Kitaptan tadımlık bi öykü:
Çöplük
Hiç, bir şehir çöplüğünde zaman geçirdiniz mi? Yok. Birçoğunuz uzaktan bile görmemişsinizdir. Kapitalizm gerçekte nedir diye merak ediyorsanız bir uğrayın derim. Sınıf mücadelesi tarihinin anlatıldığı bir akademi var orada, tabii bakmasını bilene. Alışveriş merkezlerinde meseleyi bu kadar net göremezsiniz. Cafcaflıdır oralar, aklınızı başınızdan alır.
Oysa çöplük öyle mi? Burada her şey ayan beyan, bok gibi ortadadır. Bazen çöp tepeciklerinden birinin üzerinde dikilip etrafımdaki atık yığınlarına bakıyorum. Bunca şeyi ne ara tükettiniz, niye tükettiniz diye hayretler içinde kalıyorum. Daha önemlisi, bunca şeyi niye ürettiniz? Daha daha önemlisi, bunca şeyi üretip tüketebilmek için kölesi olduğunuz sistemi ne diye yarattınız? Sümerlerden daha mı mutlusunuz? İnkalardan daha mı huzurlu veya İndus Vadisinin esmer kabilelerinden daha mı güvendesiniz?

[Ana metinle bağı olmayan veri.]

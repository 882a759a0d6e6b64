//! Zone segmentation by k-means over score and infrastructure features.

use std::collections::BTreeMap;

use serde::{Deserialize, Serialize};
use zone_safety_insights_models::{Availability, ClusterReport, ClusterSummary};
use zone_safety_metrics_models::ZoneSafetyScore;

use crate::features::{Row, standardize};
use crate::kmeans::{kmeans, suggest_k};

/// Number of clusters: a fixed count or `"auto"` for the elbow method.
#[derive(Debug, Clone, Copy, PartialEq, Eq, Serialize, Deserialize)]
#[serde(try_from = "ClusterCountRepr", into = "ClusterCountRepr")]
pub enum ClusterCount {
    Fixed(usize),
    Auto,
}

#[derive(Serialize, Deserialize)]
#[serde(untagged)]
enum ClusterCountRepr {
    Fixed(usize),
    Named(String),
}

impl TryFrom<ClusterCountRepr> for ClusterCount {
    type Error = String;

    fn try_from(value: ClusterCountRepr) -> Result<Self, Self::Error> {
        match value {
            ClusterCountRepr::Fixed(0) => Err("Cluster count must be positive".to_string()),
            ClusterCountRepr::Fixed(k) => Ok(Self::Fixed(k)),
            ClusterCountRepr::Named(name) if name.eq_ignore_ascii_case("auto") => Ok(Self::Auto),
            ClusterCountRepr::Named(name) => {
                Err(format!("Invalid cluster count '{name}', expected a number or \"auto\""))
            }
        }
    }
}

impl From<ClusterCount> for ClusterCountRepr {
    fn from(value: ClusterCount) -> Self {
        match value {
            ClusterCount::Fixed(k) => Self::Fixed(k),
            ClusterCount::Auto => Self::Named("auto".to_string()),
        }
    }
}

/// Loaded from the `[insights.clustering]` config section.
#[derive(Debug, Clone, PartialEq, Serialize, Deserialize)]
#[serde(default)]
pub struct ClusteringConfig {
    pub k: ClusterCount,
    pub restarts: usize,
    pub seed: u64,
    /// Mean score above which a cluster is considered safe.
    pub safe_score: f64,
    pub moderate_score: f64,
    pub limited_score: f64,
    /// Mean 30-day thefts above which a low-scoring cluster is high-risk.
    pub high_theft: f64,
}

impl Default for ClusteringConfig {
    fn default() -> Self {
        Self {
            k: ClusterCount::Fixed(4),
            restarts: 10,
            seed: 42,
            safe_score: 70.0,
            moderate_score: 50.0,
            limited_score: 30.0,
            high_theft: 100.0,
        }
    }
}

fn features(score: &ZoneSafetyScore) -> Row {
    [
        score.safety_score,
        score.incident_density,
        score.lane_density,
        score.parking_density,
    ]
}

/// Groups zones into clusters, numbered from the highest mean score.
///
/// Yields [`Availability::NotAvailable`] when there are fewer zones than
/// clusters.
#[must_use]
pub fn cluster_zones(
    scores: &[ZoneSafetyScore],
    config: &ClusteringConfig,
) -> Availability<ClusterReport> {
    let raw: Vec<Row> = scores.iter().map(features).collect();
    let scaled = standardize(&raw);

    let suggested_k = suggest_k(&scaled, config.restarts, config.seed);
    let k = match config.k {
        ClusterCount::Fixed(k) => k,
        ClusterCount::Auto => suggested_k,
    };

    let Some(fit) = kmeans(&scaled, k, config.restarts, config.seed) else {
        log::debug!("Skipping clustering: {} zones, need {k}", scores.len());
        return Availability::NotAvailable {
            required: k.max(1),
            available: scores.len(),
        };
    };

    let mut members: Vec<Vec<usize>> = vec![Vec::new(); k];
    for (i, &cluster) in fit.assignments.iter().enumerate() {
        members[cluster].push(i);
    }

    let mean = |indices: &[usize], value: fn(&ZoneSafetyScore) -> f64| mean_of(scores, indices, value);

    let mut order: Vec<usize> = (0..k).collect();
    let mean_scores: Vec<f64> = members.iter().map(|m| mean(m, |s| s.safety_score)).collect();
    order.sort_by(|a, b| mean_scores[*b].total_cmp(&mean_scores[*a]).then(a.cmp(b)));

    let mut relabel = vec![0; k];
    for (new_id, &old_id) in order.iter().enumerate() {
        relabel[old_id] = new_id;
    }

    let clusters: Vec<ClusterSummary> = order
        .iter()
        .enumerate()
        .map(|(new_id, &old_id)| {
            let indices = &members[old_id];
            let mean_safety_score = mean_scores[old_id];
            let mean_thefts_30d = mean(indices, |s| f64::from(s.thefts_30d));
            let centroid = fit.centroids[old_id];

            ClusterSummary {
                cluster_id: new_id,
                label: label(mean_safety_score, &centroid, config),
                description: describe(mean_safety_score, mean_thefts_30d, config).to_string(),
                strategy: strategy(mean_safety_score, config).to_string(),
                zone_codes: indices.iter().map(|&i| scores[i].zone_code.clone()).collect(),
                mean_safety_score: round2(mean_safety_score),
                mean_thefts_30d: round2(mean_thefts_30d),
                mean_incident_density: round2(mean(indices, |s| s.incident_density)),
            }
        })
        .collect();

    let assignments: BTreeMap<String, usize> = scores
        .iter()
        .zip(fit.assignments.iter())
        .map(|(s, &c)| (s.zone_code.clone(), relabel[c]))
        .collect();

    log::info!("Clustered {} zones into {k} groups", scores.len());

    Availability::Available(ClusterReport {
        calculation_date: scores.first().map(|s| s.calculation_date),
        k,
        suggested_k,
        inertia: round2(fit.inertia),
        assignments,
        clusters,
    })
}

fn label(mean_score: f64, centroid: &Row, config: &ClusteringConfig) -> String {
    let risk = if mean_score > config.safe_score {
        "low-risk"
    } else if mean_score > config.moderate_score {
        "moderate-risk"
    } else {
        "high-risk"
    };
    // Centroid is in z-space: above zero means above the city average.
    let infrastructure = if centroid[2] + centroid[3] >= 0.0 {
        "high-infrastructure"
    } else {
        "low-infrastructure"
    };
    format!("{risk} / {infrastructure}")
}

fn describe(mean_score: f64, mean_thefts: f64, config: &ClusteringConfig) -> &'static str {
    if mean_score > config.safe_score {
        "Safe zones with good infrastructure"
    } else if mean_score > config.moderate_score {
        "Moderate-risk zones"
    } else if mean_thefts > config.high_theft {
        "High-risk zones with heavy theft activity"
    } else {
        "Developing zones"
    }
}

fn strategy(mean_score: f64, config: &ClusteringConfig) -> &'static str {
    if mean_score > config.safe_score {
        "Aggressive expansion: priority zone"
    } else if mean_score > config.moderate_score {
        "Standard operation with monitoring"
    } else if mean_score > config.limited_score {
        "Limited operation with restricted hours"
    } else {
        "Do not operate without special intervention"
    }
}

#[allow(clippy::cast_precision_loss)]
fn mean_of(
    scores: &[ZoneSafetyScore],
    indices: &[usize],
    value: fn(&ZoneSafetyScore) -> f64,
) -> f64 {
    if indices.is_empty() {
        return 0.0;
    }
    indices.iter().map(|&i| value(&scores[i])).sum::<f64>() / indices.len() as f64
}

fn round2(value: f64) -> f64 {
    (value * 100.0).round() / 100.0
}
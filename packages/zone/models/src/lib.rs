#![cfg_attr(feature = "fail-on-warnings", deny(warnings))]
#![warn(clippy::all, clippy::pedantic, clippy::nursery, clippy::cargo)]
#![allow(clippy::multiple_crate_versions, clippy::cargo_common_metadata)]

//! Administrative zones and the zone catalog.
//!
//! Zones form a shallow tree: top-level districts contain sub-level zones.
//! The catalog is an arena keyed by zone code with parent references, and
//! is validated on construction so every parent exists and no cycles occur.

use std::collections::{BTreeMap, BTreeSet};

use serde::{Deserialize, Serialize};
use strum_macros::{AsRefStr, Display, EnumString};
use zone_safety_incident_models::Coordinates;

/// Errors from building a [`ZoneCatalog`].
#[derive(Debug, thiserror::Error)]
pub enum CatalogError {
    /// Two zones share a code.
    #[error("Duplicate zone code: {code}")]
    DuplicateCode {
        /// The repeated code.
        code: String,
    },

    /// A zone references a parent that is not in the catalog.
    #[error("Zone {code} references missing parent {parent}")]
    MissingParent {
        /// The child zone.
        code: String,
        /// The unknown parent code.
        parent: String,
    },

    /// Following parent links from a zone leads back to itself.
    #[error("Zone {code} is part of a parent cycle")]
    Cycle {
        /// A zone on the cycle.
        code: String,
    },

    /// A zone has a negative or non-finite area.
    #[error("Zone {code} has invalid area {area_km2}")]
    InvalidArea {
        /// The offending zone.
        code: String,
        /// The rejected area.
        area_km2: f64,
    },
}

/// Level of a zone in the administrative hierarchy.
#[derive(
    Debug,
    Clone,
    Copy,
    PartialEq,
    Eq,
    PartialOrd,
    Ord,
    Hash,
    Serialize,
    Deserialize,
    Display,
    EnumString,
    AsRefStr,
)]
#[serde(rename_all = "SCREAMING_SNAKE_CASE")]
#[strum(serialize_all = "SCREAMING_SNAKE_CASE")]
pub enum ZoneKind {
    /// District (e.g. a localidad)
    TopLevel,
    /// Planning unit within a district (e.g. a UPZ)
    SubLevel,
}

/// An administrative zone.
#[derive(Debug, Clone, PartialEq, Serialize, Deserialize)]
#[serde(rename_all = "camelCase")]
pub struct Zone {
    /// Unique zone code.
    pub code: String,
    /// Hierarchy level.
    pub kind: ZoneKind,
    /// Display name.
    pub name: String,
    /// Code of the containing zone, if any.
    pub parent_code: Option<String>,
    /// Area in square kilometres. Zero is allowed and yields zero densities.
    pub area_km2: f64,
    /// Boundary as a `GeoJSON` geometry string.
    pub boundary_geojson: Option<String>,
    /// Representative point used for nearest-asset lookups.
    pub centroid: Option<Coordinates>,
}

/// Validated, immutable zone tree.
#[derive(Debug, Clone, Default)]
pub struct ZoneCatalog {
    zones: BTreeMap<String, Zone>,
    children: BTreeMap<String, Vec<String>>,
}

impl ZoneCatalog {
    /// Builds a catalog from a flat list of zones.
    ///
    /// # Errors
    ///
    /// Returns [`CatalogError`] if a code repeats, a parent is missing, a
    /// parent chain loops, or an area is negative.
    pub fn new(zones: Vec<Zone>) -> Result<Self, CatalogError> {
        let mut by_code = BTreeMap::new();

        for zone in zones {
            if !zone.area_km2.is_finite() || zone.area_km2 < 0.0 {
                return Err(CatalogError::InvalidArea {
                    code: zone.code,
                    area_km2: zone.area_km2,
                });
            }
            if by_code.contains_key(&zone.code) {
                return Err(CatalogError::DuplicateCode { code: zone.code });
            }
            by_code.insert(zone.code.clone(), zone);
        }

        let mut children: BTreeMap<String, Vec<String>> = BTreeMap::new();
        for zone in by_code.values() {
            if let Some(parent) = &zone.parent_code {
                if !by_code.contains_key(parent) {
                    return Err(CatalogError::MissingParent {
                        code: zone.code.clone(),
                        parent: parent.clone(),
                    });
                }
                children
                    .entry(parent.clone())
                    .or_default()
                    .push(zone.code.clone());
            }
        }

        for code in by_code.keys() {
            let mut seen = BTreeSet::new();
            let mut current = Some(code.as_str());
            while let Some(c) = current {
                if !seen.insert(c) {
                    return Err(CatalogError::Cycle { code: code.clone() });
                }
                current = by_code.get(c).and_then(|z| z.parent_code.as_deref());
            }
        }

        Ok(Self {
            zones: by_code,
            children,
        })
    }

    /// Looks up a zone by code.
    #[must_use]
    pub fn get(&self, code: &str) -> Option<&Zone> {
        self.zones.get(code)
    }

    /// Returns `true` if the catalog knows the code.
    #[must_use]
    pub fn contains(&self, code: &str) -> bool {
        self.zones.contains_key(code)
    }

    /// Iterates all zones in code order.
    pub fn zones(&self) -> impl Iterator<Item = &Zone> {
        self.zones.values()
    }

    /// Number of zones.
    #[must_use]
    pub fn len(&self) -> usize {
        self.zones.len()
    }

    /// Returns `true` if the catalog has no zones.
    #[must_use]
    pub fn is_empty(&self) -> bool {
        self.zones.is_empty()
    }

    /// Direct children of a zone.
    #[must_use]
    pub fn children(&self, code: &str) -> &[String] {
        self.children.get(code).map_or(&[], Vec::as_slice)
    }

    /// The zone itself plus every zone below it, depth-first.
    #[must_use]
    pub fn subtree(&self, code: &str) -> Vec<&str> {
        let mut out = Vec::new();
        let Some((code, _)) = self.zones.get_key_value(code) else {
            return out;
        };
        let mut stack = vec![code.as_str()];
        while let Some(c) = stack.pop() {
            out.push(c);
            stack.extend(self.children(c).iter().rev().map(String::as_str));
        }
        out
    }
}
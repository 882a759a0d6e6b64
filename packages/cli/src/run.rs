//! The `run` command: starts a job and follows it to completion.

use std::time::Instant;

use zone_safety_cli_utils::{IndicatifProgress, MultiProgress};
use zone_safety_engine::ZoneSafetyEngine;
use zone_safety_etl::RunProgress;
use zone_safety_etl_models::{EtlJob, RunRequest};

/// Runs one job with progress bars and returns its final record.
///
/// # Errors
///
/// Returns an error if the job cannot be created or its record cannot be
/// saved. A job that fails is returned, not an error.
pub async fn run_job(
    engine: &ZoneSafetyEngine,
    multi: &MultiProgress,
    request: RunRequest,
) -> Result<EtlJob, Box<dyn std::error::Error>> {
    let progress = RunProgress {
        fetch: IndicatifProgress::records_bar(multi, "Fetching incidents"),
        zones: IndicatifProgress::zones_bar(multi, "Waiting for zones"),
    };

    let start = Instant::now();
    let handle = engine.run_with_progress(request, progress).await?;
    log::info!("Started job {} for {}", handle.id(), handle.as_of());

    let job = handle.wait().await?;
    let elapsed = start.elapsed();

    if job.is_skipped() {
        log::info!(
            "Scores for {} already exist, nothing to do (use --force to recompute)",
            job.as_of
        );
    } else {
        log::info!(
            "Job {} {} in {:.1}s: {} zone rows written, {}/{} zones",
            job.id,
            job.status,
            elapsed.as_secs_f64(),
            job.records_processed,
            job.zones_completed,
            job.zones_total,
        );
    }

    Ok(job)
}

Kendinize ne ettiniz böyle Allah billah aşkına? Oturaydınız oturduğunuz yerde. Bu nasıl bir israf, nasıl bir hoyratlıktır? Yedi milyar insan sadece bir haftalığına abartılı tüketmeyi bıraksanız kapitalizm çöker. İşte bu yüzden hiç durmadan, yirmi dört saat tüketmeniz lazım, tabii bunun için de yirmi dört saat üretmeniz. Dünyadaki kaynaklar sınırlıymış, tükenmek üzereymiş, üretimin tüm aşamalarında korkunç bir emek sömürüsü yaşanıyormuş, doğa bir daha düzelmeyecek şekilde yok oluyormuş, tüketim çılgınlığına dahil olmak için kıçımızı yırtarken tüm insani değerler bir bir yozlaşıyormuş; sevgi, saygı, merhamet, dayanışma, paylaşma, aşk, onur, haysiyet beş paralık oluyormuş kimin umurunda… Umurunuzdaysa tüketmeyin oğlum, tüketmeyin; bırakın yıkılsın kapitalizm.
Belki otuz beş çeşit mısır gevreği seçeneğiniz olmaz ama mutlu olursunuz. Merak etmeyin, süt mısırını koçanından ısırır ısırır yersiniz, taze taze. Organik, ucuz, herkese yetecek miktarda. Hem de bilmem nerenizden ter akıncaya kadar, günde on saat çalışmak zorunda kalmadan.
Tamam, bu kadar çöplük propagandası yeter sanırım. Bakın, çöplük insanın beyin damarlarını açıyor diyeceğim, güleceksiniz. Gülün, bana ne. Umursamıyorum. Bu çöplük olmasaydı var ya, ben bunca sorunla hayatta baş edemezdim. Burası iyileştirdi beni.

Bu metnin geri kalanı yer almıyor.